■ TASK BRIEF
Whenever a line of the records below contains the word "length", copy that line.

[Opening TASK INPUT section]

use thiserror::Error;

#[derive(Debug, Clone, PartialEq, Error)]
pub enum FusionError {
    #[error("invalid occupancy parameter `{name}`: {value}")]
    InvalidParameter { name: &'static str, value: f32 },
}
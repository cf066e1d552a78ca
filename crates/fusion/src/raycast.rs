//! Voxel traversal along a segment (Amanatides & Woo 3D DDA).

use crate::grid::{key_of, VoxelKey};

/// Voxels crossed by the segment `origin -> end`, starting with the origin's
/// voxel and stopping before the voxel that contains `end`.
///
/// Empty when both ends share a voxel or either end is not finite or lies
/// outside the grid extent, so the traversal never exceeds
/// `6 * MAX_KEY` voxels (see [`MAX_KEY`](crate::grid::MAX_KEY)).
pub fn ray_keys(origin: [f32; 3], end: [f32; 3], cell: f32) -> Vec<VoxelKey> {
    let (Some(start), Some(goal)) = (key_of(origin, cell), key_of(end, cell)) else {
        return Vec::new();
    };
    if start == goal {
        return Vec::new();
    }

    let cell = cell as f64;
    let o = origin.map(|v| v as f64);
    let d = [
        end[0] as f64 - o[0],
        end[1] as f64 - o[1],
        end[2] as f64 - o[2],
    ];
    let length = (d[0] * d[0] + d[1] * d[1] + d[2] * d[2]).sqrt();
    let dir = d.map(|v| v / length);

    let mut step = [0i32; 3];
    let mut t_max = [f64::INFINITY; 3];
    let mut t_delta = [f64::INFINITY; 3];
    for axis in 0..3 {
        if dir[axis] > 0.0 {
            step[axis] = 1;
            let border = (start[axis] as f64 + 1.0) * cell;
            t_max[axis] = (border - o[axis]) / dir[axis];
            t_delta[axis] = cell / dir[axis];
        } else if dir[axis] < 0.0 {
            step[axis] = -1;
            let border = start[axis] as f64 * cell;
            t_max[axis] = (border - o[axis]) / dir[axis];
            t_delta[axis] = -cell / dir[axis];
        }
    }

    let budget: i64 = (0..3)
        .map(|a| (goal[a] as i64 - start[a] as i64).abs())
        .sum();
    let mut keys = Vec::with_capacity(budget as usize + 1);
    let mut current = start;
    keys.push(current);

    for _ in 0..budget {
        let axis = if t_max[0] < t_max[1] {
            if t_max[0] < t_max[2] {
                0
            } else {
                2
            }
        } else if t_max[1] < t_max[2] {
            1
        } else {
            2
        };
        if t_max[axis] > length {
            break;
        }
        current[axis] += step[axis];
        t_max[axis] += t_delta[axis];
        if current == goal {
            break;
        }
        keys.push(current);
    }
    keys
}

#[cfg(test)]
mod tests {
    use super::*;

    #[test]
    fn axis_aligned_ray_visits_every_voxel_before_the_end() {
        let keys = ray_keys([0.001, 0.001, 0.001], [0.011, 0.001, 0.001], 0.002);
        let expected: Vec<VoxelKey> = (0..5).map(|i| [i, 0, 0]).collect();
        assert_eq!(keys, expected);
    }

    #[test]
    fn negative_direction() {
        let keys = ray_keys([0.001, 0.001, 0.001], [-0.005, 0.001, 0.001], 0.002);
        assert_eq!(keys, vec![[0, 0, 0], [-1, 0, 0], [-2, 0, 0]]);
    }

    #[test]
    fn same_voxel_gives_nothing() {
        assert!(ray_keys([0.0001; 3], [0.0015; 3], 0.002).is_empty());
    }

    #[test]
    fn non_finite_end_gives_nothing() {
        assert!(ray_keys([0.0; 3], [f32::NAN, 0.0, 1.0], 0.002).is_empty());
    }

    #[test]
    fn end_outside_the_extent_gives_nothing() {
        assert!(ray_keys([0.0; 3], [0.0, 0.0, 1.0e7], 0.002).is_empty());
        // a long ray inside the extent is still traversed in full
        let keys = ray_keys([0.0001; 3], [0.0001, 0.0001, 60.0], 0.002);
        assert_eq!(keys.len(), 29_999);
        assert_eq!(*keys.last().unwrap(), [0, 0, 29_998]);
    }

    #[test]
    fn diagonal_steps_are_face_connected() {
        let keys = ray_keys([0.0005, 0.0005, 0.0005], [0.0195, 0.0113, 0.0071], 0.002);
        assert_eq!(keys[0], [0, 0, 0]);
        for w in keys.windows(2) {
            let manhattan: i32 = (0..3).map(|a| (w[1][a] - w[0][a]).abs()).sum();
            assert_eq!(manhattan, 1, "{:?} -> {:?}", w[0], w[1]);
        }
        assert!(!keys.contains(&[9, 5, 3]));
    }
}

[Closing TASK INPUT section]

■ RESPONSE FOR THIS EXERCISE
    let length = (d[0] * d[0] + d[1] * d[1] + d[2] * d[2]).sqrt();
    let dir = d.map(|v| v / length);
        if t_max[axis] > length {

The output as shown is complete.